* Action item
For each line below that includes the string "fold", show the whole line.

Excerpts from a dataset
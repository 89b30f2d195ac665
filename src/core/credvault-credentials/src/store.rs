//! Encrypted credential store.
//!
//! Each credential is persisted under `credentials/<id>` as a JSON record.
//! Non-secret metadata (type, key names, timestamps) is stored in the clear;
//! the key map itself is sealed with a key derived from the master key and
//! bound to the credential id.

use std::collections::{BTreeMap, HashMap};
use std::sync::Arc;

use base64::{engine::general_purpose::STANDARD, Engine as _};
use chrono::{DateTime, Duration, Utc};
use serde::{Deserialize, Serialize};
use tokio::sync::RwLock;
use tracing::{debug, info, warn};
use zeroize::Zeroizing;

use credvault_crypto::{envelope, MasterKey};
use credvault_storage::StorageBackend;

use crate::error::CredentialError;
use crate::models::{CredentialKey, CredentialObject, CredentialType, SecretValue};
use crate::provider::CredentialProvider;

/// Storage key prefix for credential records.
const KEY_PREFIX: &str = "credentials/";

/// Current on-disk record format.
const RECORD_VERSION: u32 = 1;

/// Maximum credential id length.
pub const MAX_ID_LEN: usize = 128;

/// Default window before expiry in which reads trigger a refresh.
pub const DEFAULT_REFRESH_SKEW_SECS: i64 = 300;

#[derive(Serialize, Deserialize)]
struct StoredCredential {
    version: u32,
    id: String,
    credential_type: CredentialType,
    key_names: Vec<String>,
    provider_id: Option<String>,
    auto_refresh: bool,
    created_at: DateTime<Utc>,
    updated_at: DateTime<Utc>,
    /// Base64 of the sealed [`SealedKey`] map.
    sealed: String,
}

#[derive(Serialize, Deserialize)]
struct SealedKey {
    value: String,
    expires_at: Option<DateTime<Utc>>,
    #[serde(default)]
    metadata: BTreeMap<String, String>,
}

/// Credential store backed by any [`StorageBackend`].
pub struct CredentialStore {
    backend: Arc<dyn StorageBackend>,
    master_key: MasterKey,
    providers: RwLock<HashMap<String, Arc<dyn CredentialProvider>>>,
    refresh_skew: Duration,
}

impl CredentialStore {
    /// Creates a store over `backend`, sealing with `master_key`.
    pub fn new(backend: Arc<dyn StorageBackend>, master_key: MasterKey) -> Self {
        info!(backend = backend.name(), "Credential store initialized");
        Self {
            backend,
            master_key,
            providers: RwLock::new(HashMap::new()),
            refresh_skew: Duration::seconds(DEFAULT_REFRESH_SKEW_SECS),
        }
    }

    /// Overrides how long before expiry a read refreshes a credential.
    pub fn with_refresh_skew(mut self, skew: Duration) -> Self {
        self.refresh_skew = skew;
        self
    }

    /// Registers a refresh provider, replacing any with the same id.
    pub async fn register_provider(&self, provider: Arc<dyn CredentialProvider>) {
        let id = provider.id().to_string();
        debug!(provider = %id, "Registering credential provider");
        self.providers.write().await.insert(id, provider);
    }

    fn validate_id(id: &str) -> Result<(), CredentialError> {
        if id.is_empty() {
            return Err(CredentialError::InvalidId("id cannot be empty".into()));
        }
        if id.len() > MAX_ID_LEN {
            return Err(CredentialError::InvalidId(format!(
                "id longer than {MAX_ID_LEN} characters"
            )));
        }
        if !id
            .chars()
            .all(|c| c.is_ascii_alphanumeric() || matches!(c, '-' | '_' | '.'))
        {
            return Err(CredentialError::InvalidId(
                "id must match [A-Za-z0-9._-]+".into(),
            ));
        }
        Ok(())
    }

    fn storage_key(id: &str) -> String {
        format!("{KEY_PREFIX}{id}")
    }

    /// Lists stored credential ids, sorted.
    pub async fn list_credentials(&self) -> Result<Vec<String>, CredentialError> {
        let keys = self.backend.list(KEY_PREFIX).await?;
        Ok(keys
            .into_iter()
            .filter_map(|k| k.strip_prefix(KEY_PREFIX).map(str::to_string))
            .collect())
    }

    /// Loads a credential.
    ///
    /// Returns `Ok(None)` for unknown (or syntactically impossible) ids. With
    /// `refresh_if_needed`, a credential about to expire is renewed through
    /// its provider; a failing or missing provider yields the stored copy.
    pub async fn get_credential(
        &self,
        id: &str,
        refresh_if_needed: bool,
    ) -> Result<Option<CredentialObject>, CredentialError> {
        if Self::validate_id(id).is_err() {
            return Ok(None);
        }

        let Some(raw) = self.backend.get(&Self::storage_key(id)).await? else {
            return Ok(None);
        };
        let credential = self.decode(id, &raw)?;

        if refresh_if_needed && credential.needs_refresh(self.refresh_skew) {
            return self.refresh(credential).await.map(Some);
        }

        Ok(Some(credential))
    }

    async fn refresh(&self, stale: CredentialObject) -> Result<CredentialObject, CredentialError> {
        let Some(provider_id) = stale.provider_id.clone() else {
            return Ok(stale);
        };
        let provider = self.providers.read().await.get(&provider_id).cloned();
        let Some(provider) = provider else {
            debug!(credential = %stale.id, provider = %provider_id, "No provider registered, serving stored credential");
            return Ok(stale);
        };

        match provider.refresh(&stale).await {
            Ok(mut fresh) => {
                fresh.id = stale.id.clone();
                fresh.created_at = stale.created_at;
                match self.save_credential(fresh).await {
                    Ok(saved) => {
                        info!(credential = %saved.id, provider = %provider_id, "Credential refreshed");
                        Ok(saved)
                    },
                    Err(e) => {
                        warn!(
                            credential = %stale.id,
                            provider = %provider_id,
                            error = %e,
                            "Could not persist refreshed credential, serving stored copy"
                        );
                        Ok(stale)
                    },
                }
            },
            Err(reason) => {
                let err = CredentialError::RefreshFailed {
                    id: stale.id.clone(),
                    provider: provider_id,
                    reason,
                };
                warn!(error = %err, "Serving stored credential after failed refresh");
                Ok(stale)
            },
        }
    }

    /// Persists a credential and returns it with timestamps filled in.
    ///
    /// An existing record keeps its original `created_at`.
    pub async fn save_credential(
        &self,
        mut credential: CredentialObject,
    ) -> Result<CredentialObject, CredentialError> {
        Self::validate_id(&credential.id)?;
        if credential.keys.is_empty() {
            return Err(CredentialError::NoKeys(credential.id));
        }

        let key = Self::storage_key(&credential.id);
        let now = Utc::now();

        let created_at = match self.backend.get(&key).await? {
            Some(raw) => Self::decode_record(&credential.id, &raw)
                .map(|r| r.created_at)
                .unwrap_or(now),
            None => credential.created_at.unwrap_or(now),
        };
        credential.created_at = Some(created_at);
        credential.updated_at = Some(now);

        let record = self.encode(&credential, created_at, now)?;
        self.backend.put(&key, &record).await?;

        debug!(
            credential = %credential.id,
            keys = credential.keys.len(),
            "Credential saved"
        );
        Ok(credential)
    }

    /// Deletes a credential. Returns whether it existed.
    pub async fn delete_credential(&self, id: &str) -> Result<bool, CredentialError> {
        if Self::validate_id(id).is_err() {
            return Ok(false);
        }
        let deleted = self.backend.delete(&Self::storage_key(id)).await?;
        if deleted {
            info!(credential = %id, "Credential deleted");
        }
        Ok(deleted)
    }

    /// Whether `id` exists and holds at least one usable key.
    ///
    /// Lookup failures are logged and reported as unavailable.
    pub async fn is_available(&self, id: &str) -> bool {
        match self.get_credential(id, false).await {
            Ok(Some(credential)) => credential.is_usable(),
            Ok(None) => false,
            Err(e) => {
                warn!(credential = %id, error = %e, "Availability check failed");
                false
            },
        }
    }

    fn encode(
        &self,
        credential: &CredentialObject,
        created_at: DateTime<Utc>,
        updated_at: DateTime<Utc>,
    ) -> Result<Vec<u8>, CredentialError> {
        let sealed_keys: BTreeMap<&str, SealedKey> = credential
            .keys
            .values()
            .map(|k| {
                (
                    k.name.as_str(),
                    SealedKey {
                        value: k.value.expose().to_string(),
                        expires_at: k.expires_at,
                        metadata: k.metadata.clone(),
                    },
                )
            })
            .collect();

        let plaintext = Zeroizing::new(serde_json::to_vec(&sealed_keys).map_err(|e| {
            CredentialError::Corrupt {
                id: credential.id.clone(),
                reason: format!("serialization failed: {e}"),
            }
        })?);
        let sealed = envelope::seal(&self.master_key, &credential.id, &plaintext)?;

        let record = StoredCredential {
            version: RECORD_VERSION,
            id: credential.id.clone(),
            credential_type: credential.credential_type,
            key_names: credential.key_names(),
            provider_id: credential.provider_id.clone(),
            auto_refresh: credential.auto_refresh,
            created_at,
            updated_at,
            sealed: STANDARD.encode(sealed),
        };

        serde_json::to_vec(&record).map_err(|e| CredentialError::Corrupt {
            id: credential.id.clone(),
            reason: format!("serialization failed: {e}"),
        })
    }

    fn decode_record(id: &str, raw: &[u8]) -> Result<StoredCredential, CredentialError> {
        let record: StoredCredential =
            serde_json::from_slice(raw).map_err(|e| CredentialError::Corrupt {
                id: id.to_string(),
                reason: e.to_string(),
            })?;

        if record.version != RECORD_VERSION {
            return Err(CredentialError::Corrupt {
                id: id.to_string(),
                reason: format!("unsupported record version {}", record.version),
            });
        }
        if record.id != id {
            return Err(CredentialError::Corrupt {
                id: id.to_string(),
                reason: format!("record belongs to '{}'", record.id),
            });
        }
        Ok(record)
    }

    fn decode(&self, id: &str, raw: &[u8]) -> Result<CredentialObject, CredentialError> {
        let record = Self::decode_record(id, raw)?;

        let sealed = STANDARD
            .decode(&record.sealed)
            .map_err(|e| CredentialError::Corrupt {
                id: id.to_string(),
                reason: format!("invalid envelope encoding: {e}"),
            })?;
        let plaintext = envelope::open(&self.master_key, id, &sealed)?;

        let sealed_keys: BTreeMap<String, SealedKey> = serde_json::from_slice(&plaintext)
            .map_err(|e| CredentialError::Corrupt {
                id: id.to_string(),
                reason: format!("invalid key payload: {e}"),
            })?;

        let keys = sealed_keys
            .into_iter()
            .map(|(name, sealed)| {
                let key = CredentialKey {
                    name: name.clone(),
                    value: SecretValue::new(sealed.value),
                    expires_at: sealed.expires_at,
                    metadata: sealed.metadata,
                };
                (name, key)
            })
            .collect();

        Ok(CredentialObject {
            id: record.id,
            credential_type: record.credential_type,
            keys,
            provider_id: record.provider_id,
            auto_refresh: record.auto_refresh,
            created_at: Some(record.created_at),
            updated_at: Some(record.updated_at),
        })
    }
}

==

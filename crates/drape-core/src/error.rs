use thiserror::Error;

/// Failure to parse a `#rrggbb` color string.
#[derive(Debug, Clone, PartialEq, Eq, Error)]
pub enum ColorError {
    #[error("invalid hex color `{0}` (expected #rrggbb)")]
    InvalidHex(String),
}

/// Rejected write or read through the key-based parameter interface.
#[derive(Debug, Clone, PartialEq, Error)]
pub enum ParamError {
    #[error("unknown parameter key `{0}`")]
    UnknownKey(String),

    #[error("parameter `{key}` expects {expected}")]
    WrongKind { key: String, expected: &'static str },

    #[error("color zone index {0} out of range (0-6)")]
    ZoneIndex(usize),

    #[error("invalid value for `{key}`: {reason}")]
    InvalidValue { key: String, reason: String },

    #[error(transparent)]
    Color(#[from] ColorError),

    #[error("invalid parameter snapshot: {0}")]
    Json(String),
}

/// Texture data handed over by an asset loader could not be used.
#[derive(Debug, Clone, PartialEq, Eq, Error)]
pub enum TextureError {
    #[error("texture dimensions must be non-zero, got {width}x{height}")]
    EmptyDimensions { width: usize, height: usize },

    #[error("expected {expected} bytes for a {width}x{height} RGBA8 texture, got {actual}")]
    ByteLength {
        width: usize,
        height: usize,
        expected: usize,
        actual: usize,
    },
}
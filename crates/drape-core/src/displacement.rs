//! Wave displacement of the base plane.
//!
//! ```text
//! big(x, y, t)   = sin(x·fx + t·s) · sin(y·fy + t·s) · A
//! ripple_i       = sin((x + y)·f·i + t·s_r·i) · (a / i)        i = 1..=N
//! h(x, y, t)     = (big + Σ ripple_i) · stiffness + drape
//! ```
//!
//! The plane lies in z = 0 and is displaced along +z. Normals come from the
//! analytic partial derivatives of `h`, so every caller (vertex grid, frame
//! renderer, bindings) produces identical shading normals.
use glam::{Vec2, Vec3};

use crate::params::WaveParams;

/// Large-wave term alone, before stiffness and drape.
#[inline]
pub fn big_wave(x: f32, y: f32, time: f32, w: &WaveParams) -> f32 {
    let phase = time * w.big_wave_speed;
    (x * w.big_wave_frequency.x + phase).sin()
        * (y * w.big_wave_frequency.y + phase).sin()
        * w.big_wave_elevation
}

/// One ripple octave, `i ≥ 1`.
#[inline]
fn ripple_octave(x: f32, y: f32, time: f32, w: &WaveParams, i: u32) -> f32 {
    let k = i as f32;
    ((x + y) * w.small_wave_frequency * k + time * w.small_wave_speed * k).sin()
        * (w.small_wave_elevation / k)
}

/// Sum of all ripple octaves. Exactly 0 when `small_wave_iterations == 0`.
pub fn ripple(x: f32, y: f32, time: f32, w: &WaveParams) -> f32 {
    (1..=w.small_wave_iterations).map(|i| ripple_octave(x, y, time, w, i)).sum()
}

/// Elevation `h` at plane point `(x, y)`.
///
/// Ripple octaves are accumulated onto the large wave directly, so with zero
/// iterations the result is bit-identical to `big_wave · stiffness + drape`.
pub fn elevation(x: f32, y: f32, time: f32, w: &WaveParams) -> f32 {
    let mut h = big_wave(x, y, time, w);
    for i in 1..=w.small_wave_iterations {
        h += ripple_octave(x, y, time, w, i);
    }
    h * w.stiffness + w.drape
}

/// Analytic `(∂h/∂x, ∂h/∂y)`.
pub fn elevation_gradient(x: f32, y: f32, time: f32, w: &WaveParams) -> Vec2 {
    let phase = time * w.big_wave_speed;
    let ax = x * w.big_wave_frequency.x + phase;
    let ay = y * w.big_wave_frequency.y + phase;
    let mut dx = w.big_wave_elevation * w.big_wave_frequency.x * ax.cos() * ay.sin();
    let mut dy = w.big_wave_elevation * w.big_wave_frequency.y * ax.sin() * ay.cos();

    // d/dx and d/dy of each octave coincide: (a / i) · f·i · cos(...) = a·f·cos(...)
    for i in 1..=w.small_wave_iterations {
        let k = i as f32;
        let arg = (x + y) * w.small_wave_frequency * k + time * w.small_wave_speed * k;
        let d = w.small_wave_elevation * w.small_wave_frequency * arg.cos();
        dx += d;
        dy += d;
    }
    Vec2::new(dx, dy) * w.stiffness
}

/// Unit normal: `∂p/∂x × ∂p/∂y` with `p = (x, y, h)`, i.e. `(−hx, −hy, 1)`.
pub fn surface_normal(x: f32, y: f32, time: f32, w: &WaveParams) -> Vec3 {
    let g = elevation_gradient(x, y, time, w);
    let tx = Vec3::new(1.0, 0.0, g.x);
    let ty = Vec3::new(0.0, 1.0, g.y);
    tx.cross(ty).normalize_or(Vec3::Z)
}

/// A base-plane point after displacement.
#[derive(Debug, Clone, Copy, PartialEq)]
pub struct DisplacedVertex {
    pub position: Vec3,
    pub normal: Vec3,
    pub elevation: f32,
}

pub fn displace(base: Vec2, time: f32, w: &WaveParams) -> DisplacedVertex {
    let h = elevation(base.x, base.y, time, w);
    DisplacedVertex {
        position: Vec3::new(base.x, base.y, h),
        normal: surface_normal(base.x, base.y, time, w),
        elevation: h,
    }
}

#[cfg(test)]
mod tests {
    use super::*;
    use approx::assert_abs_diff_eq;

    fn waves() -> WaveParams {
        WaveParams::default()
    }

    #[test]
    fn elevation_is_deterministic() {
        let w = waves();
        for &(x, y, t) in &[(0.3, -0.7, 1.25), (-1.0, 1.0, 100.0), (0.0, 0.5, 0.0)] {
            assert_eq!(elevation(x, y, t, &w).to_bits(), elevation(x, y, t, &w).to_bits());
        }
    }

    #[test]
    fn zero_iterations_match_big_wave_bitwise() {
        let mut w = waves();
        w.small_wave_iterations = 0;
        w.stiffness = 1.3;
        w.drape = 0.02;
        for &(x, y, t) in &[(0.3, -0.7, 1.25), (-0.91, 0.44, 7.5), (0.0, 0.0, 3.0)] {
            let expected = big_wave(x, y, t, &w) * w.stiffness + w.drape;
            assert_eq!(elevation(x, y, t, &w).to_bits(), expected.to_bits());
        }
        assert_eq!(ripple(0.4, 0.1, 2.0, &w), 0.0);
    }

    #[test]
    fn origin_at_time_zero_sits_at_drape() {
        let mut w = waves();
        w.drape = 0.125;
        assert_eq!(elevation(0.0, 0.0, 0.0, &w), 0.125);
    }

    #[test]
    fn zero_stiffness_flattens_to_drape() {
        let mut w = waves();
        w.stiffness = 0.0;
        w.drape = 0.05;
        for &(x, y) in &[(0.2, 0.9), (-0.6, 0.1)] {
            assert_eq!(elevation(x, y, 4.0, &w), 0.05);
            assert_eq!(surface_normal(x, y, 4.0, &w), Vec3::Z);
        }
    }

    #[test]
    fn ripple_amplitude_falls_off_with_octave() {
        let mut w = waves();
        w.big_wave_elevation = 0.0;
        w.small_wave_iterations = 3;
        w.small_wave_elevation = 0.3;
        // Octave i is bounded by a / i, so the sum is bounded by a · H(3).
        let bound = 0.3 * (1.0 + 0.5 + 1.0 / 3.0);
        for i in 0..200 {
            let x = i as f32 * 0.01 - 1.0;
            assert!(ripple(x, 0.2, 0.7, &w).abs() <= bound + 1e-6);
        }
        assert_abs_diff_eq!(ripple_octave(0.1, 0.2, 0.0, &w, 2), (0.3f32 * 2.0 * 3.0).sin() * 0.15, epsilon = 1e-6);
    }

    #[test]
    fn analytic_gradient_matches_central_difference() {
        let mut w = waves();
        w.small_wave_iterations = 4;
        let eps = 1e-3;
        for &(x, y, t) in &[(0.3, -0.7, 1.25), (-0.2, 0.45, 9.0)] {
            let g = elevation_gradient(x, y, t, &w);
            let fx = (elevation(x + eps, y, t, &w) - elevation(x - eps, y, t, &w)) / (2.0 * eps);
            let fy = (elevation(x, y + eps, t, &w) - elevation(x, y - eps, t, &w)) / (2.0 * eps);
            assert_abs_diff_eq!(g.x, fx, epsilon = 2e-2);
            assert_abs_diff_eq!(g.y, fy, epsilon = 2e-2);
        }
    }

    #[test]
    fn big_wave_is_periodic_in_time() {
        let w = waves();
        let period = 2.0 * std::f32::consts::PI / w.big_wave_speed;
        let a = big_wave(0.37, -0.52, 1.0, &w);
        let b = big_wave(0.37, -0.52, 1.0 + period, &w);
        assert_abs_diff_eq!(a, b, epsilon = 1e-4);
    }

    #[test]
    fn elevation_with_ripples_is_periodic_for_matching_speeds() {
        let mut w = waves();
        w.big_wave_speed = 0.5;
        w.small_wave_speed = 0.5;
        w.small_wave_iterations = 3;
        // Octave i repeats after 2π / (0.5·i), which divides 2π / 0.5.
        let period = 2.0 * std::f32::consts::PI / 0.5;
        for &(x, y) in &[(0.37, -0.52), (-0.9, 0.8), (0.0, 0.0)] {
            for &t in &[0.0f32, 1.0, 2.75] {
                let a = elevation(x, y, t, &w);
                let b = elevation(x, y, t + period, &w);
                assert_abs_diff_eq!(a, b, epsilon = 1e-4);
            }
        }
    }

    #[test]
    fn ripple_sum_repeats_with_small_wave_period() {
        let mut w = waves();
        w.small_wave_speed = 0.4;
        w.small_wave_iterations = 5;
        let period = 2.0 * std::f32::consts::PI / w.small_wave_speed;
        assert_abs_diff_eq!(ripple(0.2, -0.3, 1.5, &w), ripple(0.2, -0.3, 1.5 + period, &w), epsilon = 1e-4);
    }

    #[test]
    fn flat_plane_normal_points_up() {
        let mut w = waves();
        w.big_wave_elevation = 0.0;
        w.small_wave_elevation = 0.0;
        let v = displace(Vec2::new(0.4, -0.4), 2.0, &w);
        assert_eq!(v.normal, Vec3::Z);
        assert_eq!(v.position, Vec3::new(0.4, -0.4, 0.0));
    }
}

--

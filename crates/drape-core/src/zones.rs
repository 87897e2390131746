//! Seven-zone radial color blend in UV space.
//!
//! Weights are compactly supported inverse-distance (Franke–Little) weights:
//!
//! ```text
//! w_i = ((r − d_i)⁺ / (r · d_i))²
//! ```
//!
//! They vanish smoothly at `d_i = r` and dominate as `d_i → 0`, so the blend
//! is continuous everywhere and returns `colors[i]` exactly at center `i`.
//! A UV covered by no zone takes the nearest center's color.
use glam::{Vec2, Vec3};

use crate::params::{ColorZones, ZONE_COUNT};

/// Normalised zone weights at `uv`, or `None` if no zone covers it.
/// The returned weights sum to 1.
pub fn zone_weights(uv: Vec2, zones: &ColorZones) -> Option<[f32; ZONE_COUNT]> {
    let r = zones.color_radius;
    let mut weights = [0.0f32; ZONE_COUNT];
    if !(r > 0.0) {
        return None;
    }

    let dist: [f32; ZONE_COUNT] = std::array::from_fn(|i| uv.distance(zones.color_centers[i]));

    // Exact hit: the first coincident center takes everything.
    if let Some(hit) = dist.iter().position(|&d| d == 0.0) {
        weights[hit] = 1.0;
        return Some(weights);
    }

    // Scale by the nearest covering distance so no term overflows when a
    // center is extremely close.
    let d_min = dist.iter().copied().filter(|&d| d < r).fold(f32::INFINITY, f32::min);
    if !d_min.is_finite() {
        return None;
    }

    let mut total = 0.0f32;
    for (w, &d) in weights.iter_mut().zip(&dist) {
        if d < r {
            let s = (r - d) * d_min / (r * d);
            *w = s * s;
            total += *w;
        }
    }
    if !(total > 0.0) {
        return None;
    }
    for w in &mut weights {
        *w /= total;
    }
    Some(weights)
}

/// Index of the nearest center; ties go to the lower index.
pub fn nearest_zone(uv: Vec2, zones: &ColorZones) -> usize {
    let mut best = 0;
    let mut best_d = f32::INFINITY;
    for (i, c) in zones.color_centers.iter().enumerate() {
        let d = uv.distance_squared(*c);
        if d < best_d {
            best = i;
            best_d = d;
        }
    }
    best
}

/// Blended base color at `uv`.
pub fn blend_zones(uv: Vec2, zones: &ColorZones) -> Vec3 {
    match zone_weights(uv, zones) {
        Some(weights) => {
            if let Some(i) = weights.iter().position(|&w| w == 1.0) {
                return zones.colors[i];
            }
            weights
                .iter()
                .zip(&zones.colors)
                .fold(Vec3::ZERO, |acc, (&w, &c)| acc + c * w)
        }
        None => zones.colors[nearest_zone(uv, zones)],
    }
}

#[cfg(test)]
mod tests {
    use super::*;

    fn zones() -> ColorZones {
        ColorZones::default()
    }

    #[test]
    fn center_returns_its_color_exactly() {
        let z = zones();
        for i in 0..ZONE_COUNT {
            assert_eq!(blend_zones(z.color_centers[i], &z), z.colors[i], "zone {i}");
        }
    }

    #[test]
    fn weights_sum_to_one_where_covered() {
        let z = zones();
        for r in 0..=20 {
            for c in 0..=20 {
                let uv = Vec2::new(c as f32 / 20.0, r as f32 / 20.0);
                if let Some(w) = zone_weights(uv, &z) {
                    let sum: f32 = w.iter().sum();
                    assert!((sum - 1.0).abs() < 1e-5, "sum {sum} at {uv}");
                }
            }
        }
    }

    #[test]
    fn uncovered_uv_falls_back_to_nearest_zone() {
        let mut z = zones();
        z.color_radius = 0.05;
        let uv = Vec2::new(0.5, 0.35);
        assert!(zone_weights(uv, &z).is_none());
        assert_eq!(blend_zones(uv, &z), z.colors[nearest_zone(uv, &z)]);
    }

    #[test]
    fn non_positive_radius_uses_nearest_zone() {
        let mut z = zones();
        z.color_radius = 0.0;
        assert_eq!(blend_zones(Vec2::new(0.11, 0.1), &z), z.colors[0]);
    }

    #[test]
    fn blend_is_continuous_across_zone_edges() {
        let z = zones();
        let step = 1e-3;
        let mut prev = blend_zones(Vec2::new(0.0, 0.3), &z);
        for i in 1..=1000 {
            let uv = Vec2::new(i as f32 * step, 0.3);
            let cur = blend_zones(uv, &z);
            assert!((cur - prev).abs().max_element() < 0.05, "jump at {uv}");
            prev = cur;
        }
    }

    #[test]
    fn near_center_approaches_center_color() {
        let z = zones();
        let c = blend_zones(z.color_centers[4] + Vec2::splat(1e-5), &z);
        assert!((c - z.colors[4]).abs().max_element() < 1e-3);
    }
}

* Solution
    let d_min = dist.iter().copied().filter(|&d| d < r).fold(f32::INFINITY, f32::min);
                .fold(Vec3::ZERO, |acc, (&w, &c)| acc + c * w)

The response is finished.